James Meredith was walking down Highway 51 just south of Hernando, Mississippi. It was June 6, 1966, the second day of his planned 220-mile trek from Memphis to Jackson, which he undertook to encourage Black people to overcome racist intimidation and to register to vote.
As cars filled with newspaper reporters and police officers rolled nearby, he walked a sloping stretch of road lined with pine trees. He heard a shout: “James Meredith! James Meredith!”
A white man in a roadside gully lifted his shotgun, aimed at Meredith and fired. Meredith was hit and crawled across the road, his eyes wide with panic. As he splayed onto the gravel shoulder of Highway 51, blood soaked through the back of his shirt.

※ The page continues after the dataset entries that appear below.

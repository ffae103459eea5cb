//! Trailing-edge debouncer for text input.

use std::time::Duration;

use tokio::sync::mpsc;
use tokio::time::Instant;
use tracing::debug;

/// Handle for pushing values into a debounce task.
///
/// Every [`Debouncer::push`] restarts the quiet period; only the last value
/// of a burst comes out of the receiver returned by [`Debouncer::spawn`].
/// Dropping the handle flushes any pending value and ends the task.
#[derive(Debug)]
pub struct Debouncer {
    input: mpsc::UnboundedSender<String>,
}

impl Debouncer {
    /// Spawn the debounce task on the current tokio runtime.
    pub fn spawn(delay: Duration) -> (Self, mpsc::Receiver<String>) {
        let (input, input_rx) = mpsc::unbounded_channel();
        let (output_tx, output) = mpsc::channel(16);
        tokio::spawn(run(delay, input_rx, output_tx));
        (Self { input }, output)
    }

    /// Returns `false` once the output receiver has been dropped.
    pub fn push(&self, value: impl Into<String>) -> bool {
        self.input.send(value.into()).is_ok()
    }
}

async fn run(
    delay: Duration,
    mut input: mpsc::UnboundedReceiver<String>,
    output: mpsc::Sender<String>,
) {
    while let Some(first) = input.recv().await {
        let mut pending = first;
        let deadline = tokio::time::sleep(delay);
        tokio::pin!(deadline);

        loop {
            tokio::select! {
                _ = &mut deadline => break,
                next = input.recv() => match next {
                    Some(value) => {
                        pending = value;
                        deadline.as_mut().reset(Instant::now() + delay);
                    }
                    None => break,
                },
            }
        }

        debug!(value = %pending, "debounced value ready");
        if output.send(pending).await.is_err() {
            return;
        }
    }
}
use serde::{Deserialize, Serialize};

/// An RGBA color with every channel normalized to `0.0..=1.0`.
#[derive(Debug, Clone, Copy, PartialEq, Serialize, Deserialize)]
pub struct Color {
    pub r: f64,
    pub g: f64,
    pub b: f64,
    pub a: f64,
}

impl Color {
    /// Opaque white, the fallback for unparseable color strings.
    pub const WHITE: Self = Self {
        r: 1.0,
        g: 1.0,
        b: 1.0,
        a: 1.0,
    };

    pub const fn from_rgba(r: f64, g: f64, b: f64, a: f64) -> Self {
        Self { r, g, b, a }
    }

    /// Build a color from 8-bit channels, scaling each by `/ 255`.
    pub fn from_bytes(r: u8, g: u8, b: u8, a: u8) -> Self {
        Self {
            r: f64::from(r) / 255.0,
            g: f64::from(g) / 255.0,
            b: f64::from(b) / 255.0,
            a: f64::from(a) / 255.0,
        }
    }

    /// Channels rounded to the nearest byte, in `[r, g, b, a]` order.
    pub fn to_bytes(&self) -> [u8; 4] {
        [self.r, self.g, self.b, self.a].map(|c| (c.clamp(0.0, 1.0) * 255.0).round() as u8)
    }

    /// Render as upper-case `#RRGGBBAA`.
    pub fn to_hex(&self) -> String {
        let [r, g, b, a] = self.to_bytes();
        format!("#{r:02X}{g:02X}{b:02X}{a:02X}")
    }
}

impl Default for Color {
    fn default() -> Self {
        Self::WHITE
    }
}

The attack, which happened 55 years ago, propelled Meredith back into the spotlight. Four years earlier he had integrated the University of Mississippi, which prompted bloody rioting and a political crisis. Now, in 1966, photographs of an anguished, injured Meredith splashed across newspapers’ front pages, and the media again admired his stoic fight for racial justice.
Civil rights leaders and thousands of others took up Meredith’s walk, transforming it into a huge demonstration known as the “Meredith March” and “March Against Fear.”
But Meredith, who survived his wounds, resisted his assigned political role. While liberals celebrated his sacrifice, he grumbled that he should have carried a gun, and in the ensuing weeks, he complained that the march lacked order, imposed upon Black Mississippians and endangered women and children.
The shooting revealed how James Meredith fits no conventional political category. He is a civil rights hero who does not associate himself with the civil rights movement. He espouses conservative ideas of self-reliance, discipline, morality and manhood, yet he proclaims a radical mission to destroy white supremacy.